Exercise prompt –
Find every line of the records that has "second" and return it.

┌─ Data for this task

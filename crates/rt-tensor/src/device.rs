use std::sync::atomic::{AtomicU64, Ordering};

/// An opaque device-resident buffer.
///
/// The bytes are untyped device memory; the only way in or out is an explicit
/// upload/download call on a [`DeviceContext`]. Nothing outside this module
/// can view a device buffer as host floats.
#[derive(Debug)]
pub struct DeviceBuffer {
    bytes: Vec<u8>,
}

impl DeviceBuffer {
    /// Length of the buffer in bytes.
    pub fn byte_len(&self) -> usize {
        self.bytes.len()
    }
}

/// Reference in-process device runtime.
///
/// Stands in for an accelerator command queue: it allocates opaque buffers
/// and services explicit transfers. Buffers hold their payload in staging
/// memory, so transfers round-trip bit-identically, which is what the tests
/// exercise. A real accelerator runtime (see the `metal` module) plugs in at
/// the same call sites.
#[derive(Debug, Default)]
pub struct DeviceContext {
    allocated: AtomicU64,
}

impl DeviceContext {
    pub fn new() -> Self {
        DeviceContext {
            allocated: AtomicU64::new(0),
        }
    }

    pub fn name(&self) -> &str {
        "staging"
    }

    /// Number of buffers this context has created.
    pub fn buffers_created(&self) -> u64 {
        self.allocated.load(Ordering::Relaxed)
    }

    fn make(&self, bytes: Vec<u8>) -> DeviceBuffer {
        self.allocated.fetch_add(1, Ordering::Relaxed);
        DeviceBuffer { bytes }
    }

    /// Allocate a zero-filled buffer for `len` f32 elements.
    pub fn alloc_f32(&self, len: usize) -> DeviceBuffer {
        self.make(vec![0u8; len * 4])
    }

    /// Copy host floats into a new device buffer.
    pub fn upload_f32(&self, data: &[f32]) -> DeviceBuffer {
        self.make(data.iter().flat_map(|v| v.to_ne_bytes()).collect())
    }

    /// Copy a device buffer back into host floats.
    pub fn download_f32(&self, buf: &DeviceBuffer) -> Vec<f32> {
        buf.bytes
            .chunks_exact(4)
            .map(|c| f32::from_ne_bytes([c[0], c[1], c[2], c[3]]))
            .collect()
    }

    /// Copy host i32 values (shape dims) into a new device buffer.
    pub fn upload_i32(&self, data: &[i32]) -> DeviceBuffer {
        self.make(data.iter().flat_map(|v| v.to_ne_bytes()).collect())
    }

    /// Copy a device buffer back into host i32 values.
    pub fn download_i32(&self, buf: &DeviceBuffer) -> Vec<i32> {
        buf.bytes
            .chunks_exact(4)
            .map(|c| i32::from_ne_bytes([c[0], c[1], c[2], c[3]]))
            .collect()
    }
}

└─
┌─ Data for this task

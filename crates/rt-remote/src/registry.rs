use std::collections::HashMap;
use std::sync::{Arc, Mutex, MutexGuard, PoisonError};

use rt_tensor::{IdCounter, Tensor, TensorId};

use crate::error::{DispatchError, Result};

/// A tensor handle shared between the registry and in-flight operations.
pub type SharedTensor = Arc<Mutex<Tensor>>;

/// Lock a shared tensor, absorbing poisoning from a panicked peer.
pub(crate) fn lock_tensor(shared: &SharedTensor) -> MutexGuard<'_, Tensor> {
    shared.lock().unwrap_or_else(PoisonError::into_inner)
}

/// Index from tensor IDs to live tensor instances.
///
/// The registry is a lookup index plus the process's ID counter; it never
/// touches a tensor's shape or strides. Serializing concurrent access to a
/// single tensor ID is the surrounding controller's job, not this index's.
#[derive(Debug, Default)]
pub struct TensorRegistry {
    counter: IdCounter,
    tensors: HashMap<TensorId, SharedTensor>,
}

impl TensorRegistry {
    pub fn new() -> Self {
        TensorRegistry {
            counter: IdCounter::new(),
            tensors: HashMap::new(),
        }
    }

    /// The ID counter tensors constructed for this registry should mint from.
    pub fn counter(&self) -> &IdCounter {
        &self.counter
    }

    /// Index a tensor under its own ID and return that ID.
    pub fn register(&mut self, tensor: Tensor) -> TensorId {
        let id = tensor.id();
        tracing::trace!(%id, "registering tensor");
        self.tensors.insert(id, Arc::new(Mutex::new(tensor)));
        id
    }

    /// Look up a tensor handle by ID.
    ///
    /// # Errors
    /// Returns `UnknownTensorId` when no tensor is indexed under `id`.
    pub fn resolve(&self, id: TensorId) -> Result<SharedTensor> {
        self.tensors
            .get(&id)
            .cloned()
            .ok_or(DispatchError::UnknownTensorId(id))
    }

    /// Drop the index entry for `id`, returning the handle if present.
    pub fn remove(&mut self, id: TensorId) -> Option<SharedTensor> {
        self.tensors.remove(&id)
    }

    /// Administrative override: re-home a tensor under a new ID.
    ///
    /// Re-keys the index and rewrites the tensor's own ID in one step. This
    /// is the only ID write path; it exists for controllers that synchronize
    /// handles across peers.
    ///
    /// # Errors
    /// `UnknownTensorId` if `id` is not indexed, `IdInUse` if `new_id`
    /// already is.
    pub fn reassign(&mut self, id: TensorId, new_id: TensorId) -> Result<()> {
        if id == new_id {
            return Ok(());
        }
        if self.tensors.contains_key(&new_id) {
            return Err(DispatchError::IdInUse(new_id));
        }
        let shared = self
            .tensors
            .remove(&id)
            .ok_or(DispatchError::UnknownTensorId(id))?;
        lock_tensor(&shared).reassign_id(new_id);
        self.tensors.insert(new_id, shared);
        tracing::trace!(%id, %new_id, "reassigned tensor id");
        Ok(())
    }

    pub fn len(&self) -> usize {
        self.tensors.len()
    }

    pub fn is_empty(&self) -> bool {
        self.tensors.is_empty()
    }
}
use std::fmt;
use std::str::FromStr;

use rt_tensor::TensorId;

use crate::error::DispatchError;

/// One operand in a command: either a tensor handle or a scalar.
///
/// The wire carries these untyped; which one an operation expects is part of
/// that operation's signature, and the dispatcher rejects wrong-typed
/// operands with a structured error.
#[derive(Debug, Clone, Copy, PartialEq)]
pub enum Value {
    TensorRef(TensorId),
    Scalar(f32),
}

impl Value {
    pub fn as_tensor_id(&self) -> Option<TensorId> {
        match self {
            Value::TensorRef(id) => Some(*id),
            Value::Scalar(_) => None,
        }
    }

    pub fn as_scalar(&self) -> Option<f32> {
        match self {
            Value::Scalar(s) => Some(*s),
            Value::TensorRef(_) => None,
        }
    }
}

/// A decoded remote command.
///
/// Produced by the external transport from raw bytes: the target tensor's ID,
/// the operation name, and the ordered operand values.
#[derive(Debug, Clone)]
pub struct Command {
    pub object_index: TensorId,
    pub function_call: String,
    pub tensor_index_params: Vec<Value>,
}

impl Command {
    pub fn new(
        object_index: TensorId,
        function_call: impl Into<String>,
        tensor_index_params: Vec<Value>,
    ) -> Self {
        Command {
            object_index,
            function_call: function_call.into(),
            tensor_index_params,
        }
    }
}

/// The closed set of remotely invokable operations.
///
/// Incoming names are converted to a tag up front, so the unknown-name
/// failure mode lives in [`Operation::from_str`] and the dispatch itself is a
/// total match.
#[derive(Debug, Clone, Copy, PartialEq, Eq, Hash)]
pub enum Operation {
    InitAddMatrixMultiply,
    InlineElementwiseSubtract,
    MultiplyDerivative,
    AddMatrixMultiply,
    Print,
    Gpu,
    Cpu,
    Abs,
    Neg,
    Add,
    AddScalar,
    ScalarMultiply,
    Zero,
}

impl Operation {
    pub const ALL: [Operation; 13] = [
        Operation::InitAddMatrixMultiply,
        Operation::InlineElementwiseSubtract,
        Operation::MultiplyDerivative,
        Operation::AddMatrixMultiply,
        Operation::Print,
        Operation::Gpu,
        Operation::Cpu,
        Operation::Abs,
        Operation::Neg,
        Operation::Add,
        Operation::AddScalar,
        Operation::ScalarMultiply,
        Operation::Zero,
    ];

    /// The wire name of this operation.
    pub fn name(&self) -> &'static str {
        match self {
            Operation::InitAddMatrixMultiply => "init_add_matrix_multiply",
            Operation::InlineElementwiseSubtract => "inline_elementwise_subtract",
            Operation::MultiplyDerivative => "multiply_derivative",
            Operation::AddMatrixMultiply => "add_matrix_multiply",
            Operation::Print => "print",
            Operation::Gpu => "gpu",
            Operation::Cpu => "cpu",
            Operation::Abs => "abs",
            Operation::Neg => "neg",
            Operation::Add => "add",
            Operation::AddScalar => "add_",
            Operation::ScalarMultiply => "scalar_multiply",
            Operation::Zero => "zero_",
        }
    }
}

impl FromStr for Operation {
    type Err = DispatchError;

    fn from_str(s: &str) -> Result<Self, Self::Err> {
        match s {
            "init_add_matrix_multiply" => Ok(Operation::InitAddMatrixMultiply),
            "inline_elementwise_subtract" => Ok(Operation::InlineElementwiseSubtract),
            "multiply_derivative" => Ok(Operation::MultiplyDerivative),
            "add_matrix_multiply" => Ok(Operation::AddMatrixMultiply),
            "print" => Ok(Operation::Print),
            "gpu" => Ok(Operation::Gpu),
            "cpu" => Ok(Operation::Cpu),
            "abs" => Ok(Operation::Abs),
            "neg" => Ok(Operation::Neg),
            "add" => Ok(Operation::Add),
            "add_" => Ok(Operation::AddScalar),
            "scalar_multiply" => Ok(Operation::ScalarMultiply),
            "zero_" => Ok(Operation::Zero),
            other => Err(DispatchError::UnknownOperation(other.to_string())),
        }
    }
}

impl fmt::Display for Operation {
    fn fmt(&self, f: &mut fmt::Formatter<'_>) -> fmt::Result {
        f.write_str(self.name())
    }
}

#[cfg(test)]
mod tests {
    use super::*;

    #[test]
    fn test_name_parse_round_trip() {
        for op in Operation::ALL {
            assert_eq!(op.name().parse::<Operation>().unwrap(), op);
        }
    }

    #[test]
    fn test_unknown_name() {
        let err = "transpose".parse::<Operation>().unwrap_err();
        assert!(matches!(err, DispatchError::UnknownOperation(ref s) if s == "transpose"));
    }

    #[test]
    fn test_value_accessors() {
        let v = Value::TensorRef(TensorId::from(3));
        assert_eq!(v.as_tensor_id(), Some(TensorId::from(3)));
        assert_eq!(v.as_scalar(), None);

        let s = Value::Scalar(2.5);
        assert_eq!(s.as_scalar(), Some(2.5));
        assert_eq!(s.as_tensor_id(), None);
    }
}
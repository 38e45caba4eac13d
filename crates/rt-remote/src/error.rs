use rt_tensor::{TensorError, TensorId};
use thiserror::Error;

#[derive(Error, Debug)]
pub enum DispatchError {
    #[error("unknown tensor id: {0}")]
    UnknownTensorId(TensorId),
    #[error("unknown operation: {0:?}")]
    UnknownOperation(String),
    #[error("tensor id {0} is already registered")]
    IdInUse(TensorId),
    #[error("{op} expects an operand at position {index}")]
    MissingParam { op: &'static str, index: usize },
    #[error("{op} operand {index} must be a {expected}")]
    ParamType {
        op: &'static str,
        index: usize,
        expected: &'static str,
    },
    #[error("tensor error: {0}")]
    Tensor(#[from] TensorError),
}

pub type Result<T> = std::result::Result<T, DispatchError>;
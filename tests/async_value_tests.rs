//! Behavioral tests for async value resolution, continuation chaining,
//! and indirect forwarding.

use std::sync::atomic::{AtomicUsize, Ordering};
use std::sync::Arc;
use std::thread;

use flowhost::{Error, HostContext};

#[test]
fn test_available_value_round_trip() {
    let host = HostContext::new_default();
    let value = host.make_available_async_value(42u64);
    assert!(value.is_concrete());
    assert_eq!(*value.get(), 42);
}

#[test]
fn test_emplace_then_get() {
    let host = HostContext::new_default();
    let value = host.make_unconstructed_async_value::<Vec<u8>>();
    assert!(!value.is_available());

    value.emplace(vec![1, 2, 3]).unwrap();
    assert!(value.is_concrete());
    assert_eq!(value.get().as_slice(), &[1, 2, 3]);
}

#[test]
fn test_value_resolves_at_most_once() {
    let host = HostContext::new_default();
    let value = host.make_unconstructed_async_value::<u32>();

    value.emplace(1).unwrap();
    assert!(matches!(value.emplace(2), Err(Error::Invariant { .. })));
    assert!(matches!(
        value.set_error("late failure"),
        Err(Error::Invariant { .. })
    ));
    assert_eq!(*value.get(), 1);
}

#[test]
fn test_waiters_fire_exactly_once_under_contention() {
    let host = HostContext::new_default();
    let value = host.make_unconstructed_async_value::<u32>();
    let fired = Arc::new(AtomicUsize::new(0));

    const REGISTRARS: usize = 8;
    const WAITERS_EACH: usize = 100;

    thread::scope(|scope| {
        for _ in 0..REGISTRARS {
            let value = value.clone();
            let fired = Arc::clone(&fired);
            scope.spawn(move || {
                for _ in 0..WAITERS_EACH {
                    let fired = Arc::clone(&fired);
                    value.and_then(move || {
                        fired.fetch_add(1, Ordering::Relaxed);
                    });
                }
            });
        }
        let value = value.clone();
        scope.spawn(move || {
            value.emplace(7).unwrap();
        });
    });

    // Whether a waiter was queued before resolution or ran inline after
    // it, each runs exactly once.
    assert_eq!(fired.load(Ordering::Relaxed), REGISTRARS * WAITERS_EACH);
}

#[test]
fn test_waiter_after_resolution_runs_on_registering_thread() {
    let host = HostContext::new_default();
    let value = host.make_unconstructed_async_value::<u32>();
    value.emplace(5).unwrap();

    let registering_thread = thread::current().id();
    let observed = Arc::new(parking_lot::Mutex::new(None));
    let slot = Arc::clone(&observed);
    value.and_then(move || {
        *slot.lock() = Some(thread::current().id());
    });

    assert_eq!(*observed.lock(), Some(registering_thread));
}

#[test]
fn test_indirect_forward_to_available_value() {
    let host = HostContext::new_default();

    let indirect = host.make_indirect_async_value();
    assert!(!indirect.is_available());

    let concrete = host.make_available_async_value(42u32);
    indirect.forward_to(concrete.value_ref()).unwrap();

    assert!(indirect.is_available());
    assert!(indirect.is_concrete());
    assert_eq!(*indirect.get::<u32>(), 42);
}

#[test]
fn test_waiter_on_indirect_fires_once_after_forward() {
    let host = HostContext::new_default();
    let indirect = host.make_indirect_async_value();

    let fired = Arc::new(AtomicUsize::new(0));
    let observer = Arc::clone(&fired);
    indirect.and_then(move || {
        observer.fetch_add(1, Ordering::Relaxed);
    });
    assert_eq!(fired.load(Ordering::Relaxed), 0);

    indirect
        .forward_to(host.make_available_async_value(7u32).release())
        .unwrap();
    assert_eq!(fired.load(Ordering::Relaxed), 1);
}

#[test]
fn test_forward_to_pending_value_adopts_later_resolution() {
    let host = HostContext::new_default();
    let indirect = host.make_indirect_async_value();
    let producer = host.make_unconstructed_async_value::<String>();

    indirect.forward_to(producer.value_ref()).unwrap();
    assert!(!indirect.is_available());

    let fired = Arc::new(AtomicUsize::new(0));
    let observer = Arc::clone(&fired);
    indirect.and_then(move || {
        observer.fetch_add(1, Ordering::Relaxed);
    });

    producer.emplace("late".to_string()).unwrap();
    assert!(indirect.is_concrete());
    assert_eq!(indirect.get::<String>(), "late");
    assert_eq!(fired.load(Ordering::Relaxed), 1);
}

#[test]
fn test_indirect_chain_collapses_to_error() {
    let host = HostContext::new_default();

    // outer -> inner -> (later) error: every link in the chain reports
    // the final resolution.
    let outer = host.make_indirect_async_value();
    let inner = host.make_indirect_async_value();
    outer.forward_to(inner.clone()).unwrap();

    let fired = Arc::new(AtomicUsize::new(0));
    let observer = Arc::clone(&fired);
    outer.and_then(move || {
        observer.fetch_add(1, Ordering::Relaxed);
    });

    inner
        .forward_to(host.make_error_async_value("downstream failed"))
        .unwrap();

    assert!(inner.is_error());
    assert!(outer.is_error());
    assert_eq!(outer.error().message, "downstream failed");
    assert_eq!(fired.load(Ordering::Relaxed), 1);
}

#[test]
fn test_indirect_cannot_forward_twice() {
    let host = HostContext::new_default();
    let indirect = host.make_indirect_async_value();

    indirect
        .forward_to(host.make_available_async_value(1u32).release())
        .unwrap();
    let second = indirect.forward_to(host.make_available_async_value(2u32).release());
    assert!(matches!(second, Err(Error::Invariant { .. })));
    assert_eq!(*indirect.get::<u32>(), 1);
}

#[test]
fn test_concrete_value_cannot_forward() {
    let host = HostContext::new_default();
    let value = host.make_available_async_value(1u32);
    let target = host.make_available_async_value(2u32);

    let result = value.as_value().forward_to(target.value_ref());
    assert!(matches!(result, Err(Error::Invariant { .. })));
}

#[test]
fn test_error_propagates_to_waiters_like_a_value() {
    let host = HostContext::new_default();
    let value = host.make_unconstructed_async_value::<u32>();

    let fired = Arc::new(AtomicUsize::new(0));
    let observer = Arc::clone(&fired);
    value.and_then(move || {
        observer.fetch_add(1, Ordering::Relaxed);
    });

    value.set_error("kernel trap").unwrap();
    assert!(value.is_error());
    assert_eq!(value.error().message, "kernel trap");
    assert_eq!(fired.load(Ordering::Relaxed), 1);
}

└─

The completed task –
    let second = indirect.forward_to(host.make_available_async_value(2u32).release());
    assert!(matches!(second, Err(Error::Invariant { .. })));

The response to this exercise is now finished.